Category Archives: Medical treatments

Medical treatments for insanity were often harsh and punitive. They included the liberal use of narcotics. Doctors and attendants used drugs to sedate patients to make them easier to manage. Physical restraints were often used.

Water Treatments

Continuous Bath Room, Kalamazoo Psychiatric Hospital, 1918, courtesy Kalamazoo Public Library

Continuous Bath Room, Kalamazoo Psychiatric Hospital, 1918, courtesy Kalamazoo Public Library

Patients entering an asylum were frequently given sedatives or tonics, depending upon their physical state, as well as a strong laxative to clean them out. Warm baths were thought to be calming and were frequently prescribed for agitated patients. However, what might have begun as a soothing experience could develop into something close to torture in the extreme treatment called continuous bathing, which could last for hours or days.

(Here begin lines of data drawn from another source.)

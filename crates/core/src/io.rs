//! Shared filesystem helpers for build orchestration.

use std::{
    fs::{copy, create_dir_all},
    path::{Path, PathBuf},
};

use anyhow::{Context, Result};
use glob::glob;

/// Find files matching a glob pattern in a directory.
///
/// A directory that does not exist yields no matches rather than an error.
pub fn glob_files(dir: &Path, pattern: &str) -> Result<Vec<PathBuf>> {
    let pattern = dir.join(pattern);
    let pattern_str = pattern.to_str().context("Invalid pattern path")?;
    Ok(glob(pattern_str)
        .with_context(|| format!("Failed to glob pattern: {pattern_str}"))?
        .filter_map(Result::ok)
        .collect())
}

/// Copy files into `dest` keeping their filenames, overwriting existing ones.
pub fn copy_into(files: &[PathBuf], dest: &Path) -> Result<()> {
    for file in files {
        let file_name = file
            .file_name()
            .ok_or_else(|| anyhow::anyhow!("Invalid filename: {}", file.display()))?;
        copy(file, dest.join(file_name))
            .with_context(|| format!("Failed to copy {} to {}", file.display(), dest.display()))?;
    }
    Ok(())
}

/// Create a directory (and parents) if it does not exist.
pub fn ensure_dir(dir: &Path) -> Result<()> {
    create_dir_all(dir).with_context(|| format!("Failed to create directory: {}", dir.display()))
}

Cold water was generally thought to be invigorating, acting as a non-pharmaceutical tonic. Cold water might also be used to “shock” patients out of a certain behavior. Wet pack treatments were versatile in that they acted as both a shock and a sedative. Patients were wrapped in wet sheet and shocked by the cold, but the thinking was that the body would soon warm the layer of air directly beneath the sheets and create a calming effect. Attendants particularly favored wet packs, since their supposed calming influence was enhanced by the fact that the patient couldn’t move and struggle if they tied the sheet to the bed.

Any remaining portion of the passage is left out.